Not all of us have long flowing hair, shapely slender bodies, or creamy skin. But there are things to keep in mind that will keep an audience’s mind on your dance and not on your body issues.
First of all, I would like to point out this is a dance of celebration of the mind, body, and spirit. There is no social status or race that is excluded. This includes body type. Everyone has personal issues with his or her own body type, (yes, even the “skinny” ones). And I want to encourage you to feel safe in your own skin when dancing whether or not you ever perform in public or not. I also would like to say to any dancer that has ever said that someone is too "fill-in-the-blank" to Bellydance is a disgrace to the dance community and should be ashamed…you know who you are.
Now, moving along. Many dancers are concerned with the amount of skin they want to show or not show. There are many innovations in tummy covers, full dresses, and body suits available. I would like to point out to women who want to cover any particular area to steer clear of sack-like or baggy dresses or any costume that hides your contours. No, you do not have to wear a skin tight costume, but keep in mind all of the hard work you have put into your dance. Don’t cover up your movements by being afraid of your body shape. Remember, YOU choose who you dance for and why. Make it count!
Paint and trim your nails before every performance. You don’t have to paint them any color. A clear coat will make you nails look clear and healthy. This INCLUDES your toe nails! Most dancers perform bare foot or in open toed sandals. Your toe nails will get noticed! This is one of the easiest ways to polish off your look regardless of dance style or costuming.
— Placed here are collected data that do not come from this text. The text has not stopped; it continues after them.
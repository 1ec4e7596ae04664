use crate::model::inquiry::Inquiry;
use crate::repository::query::{InquiryQuery, InquiryUpdate};
use crate::repository::repository_error::{RepositoryError, RepositoryResult};
use crate::util::timestamp;
use async_trait::async_trait;
use bson::{doc, oid::ObjectId};
use futures::stream::StreamExt;
use mongodb::options::{FindOneAndUpdateOptions, FindOptions, ReturnDocument};
use tracing::{debug, error, info, warn};

#[async_trait]
pub trait InquiryRepository: Send + Sync {
    async fn insert(&self, inquiry: Inquiry) -> RepositoryResult<Inquiry>;
    async fn get_by_id(&self, id: ObjectId) -> RepositoryResult<Inquiry>;
    /// Matching inquiries, newest first.
    async fn find(&self, query: &InquiryQuery) -> RepositoryResult<Vec<Inquiry>>;
    async fn find_one(&self, query: &InquiryQuery) -> RepositoryResult<Option<Inquiry>>;
    /// Applies `update` only while the record still matches `guard`, as one
    /// atomic write. `None` means the record is gone or the guard failed.
    async fn update_where(&self, id: ObjectId, guard: &InquiryQuery, update: InquiryUpdate) -> RepositoryResult<Option<Inquiry>>;
    async fn delete(&self, id: ObjectId) -> RepositoryResult<()>;
}

pub struct MongoInquiryRepository {
    collection: mongodb::Collection<Inquiry>,
}

impl MongoInquiryRepository {
    pub fn new(db: &mongodb::Database, collection_name: &str) -> Self {
        MongoInquiryRepository {
            collection: db.collection::<Inquiry>(collection_name),
        }
    }
}

#[async_trait]
impl InquiryRepository for MongoInquiryRepository {
    #[tracing::instrument(skip(self, inquiry), fields(id = %inquiry.id))]
    async fn insert(&self, inquiry: Inquiry) -> RepositoryResult<Inquiry> {
        info!("Creating new inquiry");
        match self.collection.insert_one(&inquiry, None).await {
            Ok(_) => {
                info!("Inquiry created successfully");
                Ok(inquiry)
            }
            Err(e) => {
                error!("Failed to create inquiry: {}", e);
                Err(RepositoryError::from(e))
            }
        }
    }

    #[tracing::instrument(skip(self), fields(id = %id))]
    async fn get_by_id(&self, id: ObjectId) -> RepositoryResult<Inquiry> {
        debug!("Fetching inquiry by ID");
        match self.collection.find_one(doc! { "_id": id }, None).await {
            Ok(Some(inquiry)) => Ok(inquiry),
            Ok(None) => {
                warn!("Inquiry not found for ID: {}", id);
                Err(RepositoryError::not_found(format!("Inquiry not found for ID: {}", id)))
            }
            Err(e) => {
                error!("Failed to fetch inquiry by ID: {}", e);
                Err(RepositoryError::database(format!("Failed to fetch inquiry by ID: {}", e)))
            }
        }
    }

    #[tracing::instrument(skip(self, query))]
    async fn find(&self, query: &InquiryQuery) -> RepositoryResult<Vec<Inquiry>> {
        let filter = query.to_document();
        debug!(filter = %filter, "Listing inquiries");
        let options = FindOptions::builder().sort(doc! { "createdAt": -1, "_id": -1 }).build();
        let mut cursor = self.collection.find(filter, options).await.map_err(|e| {
            error!("Failed to list inquiries: {}", e);
            RepositoryError::database(format!("Failed to list inquiries: {}", e))
        })?;
        let mut inquiries = Vec::new();
        while let Some(inquiry) = cursor.next().await {
            match inquiry {
                Ok(i) => inquiries.push(i),
                Err(e) => {
                    error!("Failed to deserialize inquiry: {}", e);
                    return Err(RepositoryError::serialization(format!("Failed to deserialize inquiry: {}", e)));
                }
            }
        }
        debug!("Fetched {} inquiries", inquiries.len());
        Ok(inquiries)
    }

    #[tracing::instrument(skip(self, query))]
    async fn find_one(&self, query: &InquiryQuery) -> RepositoryResult<Option<Inquiry>> {
        let filter = query.to_document();
        debug!(filter = %filter, "Finding one inquiry");
        self.collection.find_one(filter, None).await.map_err(|e| {
            error!("Failed to find inquiry: {}", e);
            RepositoryError::database(format!("Failed to find inquiry: {}", e))
        })
    }

    #[tracing::instrument(skip(self, guard, update), fields(id = %id))]
    async fn update_where(&self, id: ObjectId, guard: &InquiryQuery, update: InquiryUpdate) -> RepositoryResult<Option<Inquiry>> {
        let mut clauses = vec![doc! { "_id": id }, guard.to_document()];
        if let Some(follow_up) = update.follow_up_filter() {
            clauses.push(follow_up);
        }
        let filter = doc! { "$and": clauses };
        let modifications = update.to_document(timestamp::now())?;
        debug!(filter = %filter, update = %modifications, "Conditionally updating inquiry");

        let options = FindOneAndUpdateOptions::builder()
            .return_document(ReturnDocument::After)
            .build();
        match self.collection.find_one_and_update(filter, modifications, options).await {
            Ok(Some(updated)) => {
                info!("Inquiry updated successfully");
                Ok(Some(updated))
            }
            Ok(None) => {
                warn!("Inquiry {} did not match the update guard", id);
                Ok(None)
            }
            Err(e) => {
                error!("Failed to update inquiry: {}", e);
                Err(RepositoryError::database(format!("Failed to update inquiry: {}", e)))
            }
        }
    }

    #[tracing::instrument(skip(self), fields(id = %id))]
    async fn delete(&self, id: ObjectId) -> RepositoryResult<()> {
        info!("Deleting inquiry");
        match self.collection.delete_one(doc! { "_id": id }, None).await {
            Ok(result) if result.deleted_count > 0 => {
                info!("Inquiry deleted successfully");
                Ok(())
            }
            Ok(_) => Err(RepositoryError::not_found(format!("No inquiry found to delete for ID: {}", id))),
            Err(e) => {
                error!("Failed to delete inquiry: {}", e);
                Err(RepositoryError::database(format!("Failed to delete inquiry: {}", e)))
            }
        }
    }
}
Hair…hum, you will have to decide about your own style but a pretty barrette or headband always help to complete your costume. More importantly, if you have long hair, do something to keep it out of your face. I have been told personally that my dance was great but my hair kept falling in front of my face during my performance. The audience can’t see your face and it will distract you and your hands while you dance.
Try something new.
Try a new or different dance style at least once. You may never pursue that specific style or technique, but you will most likely come away with new ideas to help you improve and refine your own style. For instance, I am currently taking my very first Tribal style class with a local teacher. (Author's note: This was about 4 years ago now, lol.) Even though Tribal has never been my main focus of education I have already learned a new way to approach my dance posture and group dynamics after only one class. I can now practice and incorporate this into my own style of dance making me a more well-rounded and educated dancer. Yea Me! (Don’t forget non-bellydance styles).
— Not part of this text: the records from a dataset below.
use axum::{middleware, routing::get, Router};
use std::sync::Arc;

use crate::handler::dashboard_handler::{dashboard_stats_handler, unattended_counts_handler};
use crate::middlewares::auth_middleware::{require_actor, AuthState};
use crate::service::dashboard_service::DashboardService;

pub fn dashboard_router(service: Arc<dyn DashboardService>, auth_state: Arc<AuthState>) -> Router {
    Router::new()
        .route("/dashboard/stats", get(dashboard_stats_handler))
        .route("/dashboard/unattended", get(unattended_counts_handler))
        .route_layer(middleware::from_fn_with_state(auth_state, require_actor))
        .with_state(service)
}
Be careful with your criticisms.
This is another problem we all struggle with. We have all sat through a performance and seen or heard something we don’t like, be it a costume choice, bad technique, or music that hurts our ears. Take care not to bash another dancer’s performance in public based on your own tastes. Not only is it distasteful but the situation could always be reversed. How would you feel if you were being talked about? Try to keep an open mind. This is an interpretive dance after all.
Naima’s #1 tip to instantly improve your dance…
ARMS! ARMS! ARMS! I have done it myself…uncontrolled wrist circles, chicken arms, weak arms, etc. No matter you ability to execute a movement the audience will only see the uneven lines of your lazy arms and wrists. You don’t have to have cheerleader straight arms while you dance, but being conscious of your arm and hand placement will instantly polish off your profile. When most dancers learning the basics arms are left to the wayside while muscle control and technique is being refined. In the end your arms and hands suffer unless you have an excellent teacher to help you work on this area. Keep your chest proud, shoulders relaxed with arms and wrists supported. So even if you flub the movement or forget the choreography at least you look good doing it!